All action on the part of Georal necessary for the authorization,
execution, delivery and performance of this Agreement and the consummation
of the transactions contemplated hereby, has been properly taken and
obtained by it and this Agreement constitutes a valid and legally binding
obligation of Georal enforceable in accordance with its terms, except as
the same may be limited by bankruptcy, insolvency, reorganization,
moratorium, or other laws affecting generally the enforcement of creditors'
rights and by general principles of equity.
There is no action, suit, proceeding, or investigation pending or, to the
knowledge of Georal, threatened against Georal which in any way relates to
the validity of this Agreement or the right of Georal to enter into, to
consummate this Agreement and the transactions contemplated hereby.
The authorization, execution, delivery and performance of this Agreement
and the consummation of the transactions contemplated hereby will not
result in any violation or be in conflict with or constitute, with or
without the passage of time or giving of notice, a default under Georal's
certificate of incorporation or by-laws or any instrument, judgment, order,
writ, decree or agreement to which Georal is a party or by which Georal is
bound.
No consent, approval, order, authorization, registration, qualification,
license, permit, designation or declaration of, or other filing with or
notification to, any foreign and/or domestic federal, state or local
governmental authority or agency or any third party is required in
connection with the authorization, execution, delivery and performance of
this Agreement or the sale and distribution of the Products as contemplated
hereby.
Georal Maintains no other Patents other than those transferred pursuant to this
agreement for the design of security doors that compete with or replace the
Patented Products by use of superior technology.

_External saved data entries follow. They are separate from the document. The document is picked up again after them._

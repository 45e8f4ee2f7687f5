//! Module configuration: string property bags with declared defaults.
//!
//! A module's configuration is a flat map from property key to string
//! value. Every key a module recognizes is declared with a description and,
//! usually, a default. Typed access goes through [`PropertySet`] getters,
//! which turn unparsable values into [`ConfigError::InvalidValue`].

use indexmap::IndexMap;
use serde::{Deserialize, Serialize};
use std::fmt::Display;
use std::str::FromStr;

/// A JSON-like value, used for callback payloads.
#[derive(Debug, Clone, PartialEq, Serialize, Deserialize)]
#[serde(untagged)]
pub enum Value {
    Null,
    Bool(bool),
    Int(i64),
    Float(f64),
    String(String),
    Array(Vec<Value>),
    Object(IndexMap<String, Value>),
}

impl Value {
    pub fn is_null(&self) -> bool {
        matches!(self, Value::Null)
    }

    pub fn as_bool(&self) -> Option<bool> {
        match self {
            Value::Bool(b) => Some(*b),
            _ => None,
        }
    }

    pub fn as_i64(&self) -> Option<i64> {
        match self {
            Value::Int(n) => Some(*n),
            _ => None,
        }
    }

    pub fn as_f64(&self) -> Option<f64> {
        match self {
            Value::Float(n) => Some(*n),
            Value::Int(n) => Some(*n as f64),
            _ => None,
        }
    }

    pub fn as_str(&self) -> Option<&str> {
        match self {
            Value::String(s) => Some(s),
            _ => None,
        }
    }

    pub fn as_array(&self) -> Option<&Vec<Value>> {
        match self {
            Value::Array(arr) => Some(arr),
            _ => None,
        }
    }

    pub fn as_object(&self) -> Option<&IndexMap<String, Value>> {
        match self {
            Value::Object(obj) => Some(obj),
            _ => None,
        }
    }

    /// Render as a property string. Scalars use their plain form, arrays
    /// and objects their JSON encoding, `Null` the empty string.
    pub fn to_property_string(&self) -> String {
        match self {
            Value::Null => String::new(),
            Value::Bool(b) => b.to_string(),
            Value::Int(n) => n.to_string(),
            Value::Float(n) => n.to_string(),
            Value::String(s) => s.clone(),
            Value::Array(_) | Value::Object(_) => serde_json::to_string(self).unwrap_or_default(),
        }
    }
}

impl From<bool> for Value {
    fn from(b: bool) -> Self {
        Value::Bool(b)
    }
}

impl From<i32> for Value {
    fn from(n: i32) -> Self {
        Value::Int(n as i64)
    }
}

impl From<i64> for Value {
    fn from(n: i64) -> Self {
        Value::Int(n)
    }
}

impl From<usize> for Value {
    fn from(n: usize) -> Self {
        Value::Int(n as i64)
    }
}

impl From<f64> for Value {
    fn from(n: f64) -> Self {
        Value::Float(n)
    }
}

impl From<String> for Value {
    fn from(s: String) -> Self {
        Value::String(s)
    }
}

impl From<&str> for Value {
    fn from(s: &str) -> Self {
        Value::String(s.to_string())
    }
}

impl<T: Into<Value>> From<Vec<T>> for Value {
    fn from(arr: Vec<T>) -> Self {
        Value::Array(arr.into_iter().map(Into::into).collect())
    }
}

/// A module configuration snapshot: property key to string value.
pub type Properties = IndexMap<String, String>;

/// Extension trait for building Properties ergonomically.
pub trait PropertiesExt {
    fn with(self, key: impl Into<String>, value: impl Into<String>) -> Self;
}

impl PropertiesExt for Properties {
    fn with(mut self, key: impl Into<String>, value: impl Into<String>) -> Self {
        self.insert(key.into(), value.into());
        self
    }
}

/// Errors raised while validating or reading configuration.
#[derive(Debug, Clone, PartialEq, thiserror::Error)]
pub enum ConfigError {
    #[error("invalid value '{value}' for property '{key}': {reason}")]
    InvalidValue {
        key: String,
        value: String,
        reason: String,
    },

    #[error("missing required property '{0}'")]
    MissingRequired(String),

    #[error("unknown property '{0}'")]
    UnknownProperty(String),
}

impl ConfigError {
    pub fn invalid(key: &str, value: &str, reason: impl Display) -> Self {
        ConfigError::InvalidValue {
            key: key.to_string(),
            value: value.to_string(),
            reason: reason.to_string(),
        }
    }
}

/// Description of one recognized property.
#[derive(Debug, Clone, PartialEq, Eq, Serialize, Deserialize)]
pub struct PropertyInfo {
    pub key: String,
    pub description: String,
    #[serde(default)]
    pub default: Option<String>,
    #[serde(default)]
    pub value: Option<String>,
}

/// Current values plus the declared keys, defaults and descriptions.
#[derive(Debug, Clone, Default, Serialize, Deserialize)]
pub struct PropertySet {
    values: Properties,
    defaults: Properties,
    descriptions: IndexMap<String, String>,
}

impl PropertySet {
    pub fn new() -> Self {
        Self::default()
    }

    /// Declare a key without default; it must be configured before use.
    pub fn declare(&mut self, key: impl Into<String>, description: impl Into<String>) {
        self.descriptions.insert(key.into(), description.into());
    }

    /// Declare a key with a default value.
    pub fn declare_default(
        &mut self,
        key: impl Into<String>,
        default: impl Into<String>,
        description: impl Into<String>,
    ) {
        let key = key.into();
        self.defaults.insert(key.clone(), default.into());
        self.descriptions.insert(key, description.into());
    }

    /// Replace the default of an already declared key.
    pub fn set_default(&mut self, key: &str, default: impl Into<String>) -> Result<(), ConfigError> {
        if !self.is_declared(key) {
            return Err(ConfigError::UnknownProperty(key.to_string()));
        }
        self.defaults.insert(key.to_string(), default.into());
        Ok(())
    }

    pub fn is_declared(&self, key: &str) -> bool {
        self.descriptions.contains_key(key)
    }

    /// Set a declared key.
    pub fn set(&mut self, key: &str, value: impl Into<String>) -> Result<(), ConfigError> {
        if !self.is_declared(key) {
            return Err(ConfigError::UnknownProperty(key.to_string()));
        }
        self.values.insert(key.to_string(), value.into());
        Ok(())
    }

    /// Merge a configuration snapshot without checking keys.
    ///
    /// Unknown keys are reported later by [`validate`](Self::validate).
    pub fn merge(&mut self, config: Properties) {
        self.values.extend(config);
    }

    /// Value if set, otherwise the default.
    pub fn get(&self, key: &str) -> Option<&str> {
        self.values
            .get(key)
            .or_else(|| self.defaults.get(key))
            .map(String::as_str)
    }

    /// Explicitly configured value only.
    pub fn value(&self, key: &str) -> Option<&str> {
        self.values.get(key).map(String::as_str)
    }

    pub fn default_value(&self, key: &str) -> Option<&str> {
        self.defaults.get(key).map(String::as_str)
    }

    pub fn description(&self, key: &str) -> Option<&str> {
        self.descriptions.get(key).map(String::as_str)
    }

    pub fn values(&self) -> &Properties {
        &self.values
    }

    /// Fill every unset declared key that has a default.
    pub fn apply_defaults(&mut self) {
        for (key, default) in &self.defaults {
            if !self.values.contains_key(key) {
                self.values.insert(key.clone(), default.clone());
            }
        }
    }

    /// Reject configured keys that were never declared.
    pub fn validate(&self) -> Result<(), ConfigError> {
        match self.values.keys().find(|key| !self.is_declared(key)) {
            Some(key) => Err(ConfigError::UnknownProperty(key.clone())),
            None => Ok(()),
        }
    }

    /// A value that must be present (set or defaulted).
    pub fn require(&self, key: &str) -> Result<&str, ConfigError> {
        self.get(key)
            .ok_or_else(|| ConfigError::MissingRequired(key.to_string()))
    }

    /// Parse a required value.
    pub fn get_parsed<T>(&self, key: &str) -> Result<T, ConfigError>
    where
        T: FromStr,
        T::Err: Display,
    {
        let raw = self.require(key)?;
        raw.trim()
            .parse()
            .map_err(|e| ConfigError::invalid(key, raw, e))
    }

    /// A required value restricted to an enumerated set (case-insensitive).
    pub fn get_choice<'a>(&self, key: &str, choices: &[&'a str]) -> Result<&'a str, ConfigError> {
        let raw = self.require(key)?;
        choices
            .iter()
            .find(|choice| choice.eq_ignore_ascii_case(raw.trim()))
            .copied()
            .ok_or_else(|| ConfigError::invalid(key, raw, format!("expected one of [{}]", choices.join("|"))))
    }

    /// A required boolean (`true/false`, `yes/no`, `on/off`, `1/0`).
    pub fn get_bool(&self, key: &str) -> Result<bool, ConfigError> {
        let raw = self.require(key)?;
        match raw.trim().to_lowercase().as_str() {
            "true" | "yes" | "on" | "1" => Ok(true),
            "false" | "no" | "off" | "0" => Ok(false),
            _ => Err(ConfigError::invalid(key, raw, "expected a boolean")),
        }
    }

    /// Every declared key with its description, default and value.
    pub fn declared(&self) -> Vec<PropertyInfo> {
        self.descriptions
            .iter()
            .map(|(key, description)| PropertyInfo {
                key: key.clone(),
                description: description.clone(),
                default: self.defaults.get(key).cloned(),
                value: self.values.get(key).cloned(),
            })
            .collect()
    }
}

#[cfg(test)]
mod tests {
    use super::*;

    fn format_set() -> PropertySet {
        let mut set = PropertySet::new();
        set.declare_default("format", "csv", "Format of input [json|csv].");
        set.declare("path", "File to read.");
        set.declare_default("count", "3", "How many.");
        set
    }

    #[test]
    fn test_value_conversions() {
        assert_eq!(Value::from(true), Value::Bool(true));
        assert_eq!(Value::from(42i64), Value::Int(42));
        assert_eq!(Value::from(3.15f64), Value::Float(3.15));
        assert_eq!(Value::from("hello"), Value::String("hello".into()));
    }

    #[test]
    fn test_property_strings() {
        assert_eq!(Value::Int(2).to_property_string(), "2");
        assert_eq!(Value::Bool(false).to_property_string(), "false");
        assert_eq!(Value::from("[,;]").to_property_string(), "[,;]");
        assert_eq!(Value::Null.to_property_string(), "");
        assert_eq!(Value::from(vec![1i64, 2]).to_property_string(), "[1,2]");
    }

    #[test]
    fn test_properties_builder() {
        let props = Properties::new()
            .with("format", "csv")
            .with("input delimiter regex", "[,;]");

        assert_eq!(props.get("format").map(String::as_str), Some("csv"));
        assert_eq!(props.len(), 2);
    }

    #[test]
    fn test_value_accessors() {
        let v = Value::Int(42);
        assert_eq!(v.as_i64(), Some(42));
        assert_eq!(v.as_f64(), Some(42.0));
        assert_eq!(v.as_str(), None);
    }

    #[test]
    fn test_default_fills_missing_value() {
        let mut set = format_set();
        assert_eq!(set.value("format"), None);

        set.apply_defaults();
        assert_eq!(set.value("format"), Some("csv"));
        assert_eq!(set.get("format"), Some("csv"));
    }

    #[test]
    fn test_explicit_value_wins_over_default() {
        let mut set = format_set();
        set.set("format", "json").unwrap();
        set.apply_defaults();
        assert_eq!(set.get("format"), Some("json"));
    }

    #[test]
    fn test_unknown_keys() {
        let mut set = format_set();
        assert_eq!(
            set.set("colour", "red"),
            Err(ConfigError::UnknownProperty("colour".into()))
        );

        set.merge(Properties::new().with("colour", "red"));
        assert_eq!(
            set.validate(),
            Err(ConfigError::UnknownProperty("colour".into()))
        );
    }

    #[test]
    fn test_required_without_default() {
        let set = format_set();
        assert_eq!(
            set.require("path"),
            Err(ConfigError::MissingRequired("path".into()))
        );
    }

    #[test]
    fn test_typed_getters() {
        let mut set = format_set();
        assert_eq!(set.get_parsed::<usize>("count"), Ok(3));

        set.set("count", "many").unwrap();
        assert!(matches!(
            set.get_parsed::<usize>("count"),
            Err(ConfigError::InvalidValue { .. })
        ));

        set.set("format", "JSON").unwrap();
        assert_eq!(set.get_choice("format", &["json", "csv"]), Ok("json"));

        set.set("format", "xml").unwrap();
        assert!(matches!(
            set.get_choice("format", &["json", "csv"]),
            Err(ConfigError::InvalidValue { .. })
        ));
    }

    #[test]
    fn test_bool_getter() {
        let mut set = PropertySet::new();
        set.declare_default("append", "no", "Append instead of truncating.");
        assert_eq!(set.get_bool("append"), Ok(false));

        set.set("append", "Yes").unwrap();
        assert_eq!(set.get_bool("append"), Ok(true));

        set.set("append", "maybe").unwrap();
        assert!(set.get_bool("append").is_err());
    }

    #[test]
    fn test_declared_listing() {
        let set = format_set();
        let declared = set.declared();
        assert_eq!(declared.len(), 3);
        assert_eq!(declared[0].key, "format");
        assert_eq!(declared[0].default.as_deref(), Some("csv"));
        assert_eq!(declared[1].default, None);
    }
}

Except as set forth in this Chapter or as otherwise expressly provided in
this Agreement, Georal has made no other representations or warranties to
Purchaser in connection with this Agreement or the transactions
contemplated by this Agreement.
(B) DWLD and Purchaser hereby jointly and severally represent and warrant
to Georal the following:
Each of DWLD and Purchaser is a corporation, duly organized, validly
existing, and in good standing under the laws of the State of Delaware and
has all requisite power and authority to own or lease its properties and
carry on its business as now conducted.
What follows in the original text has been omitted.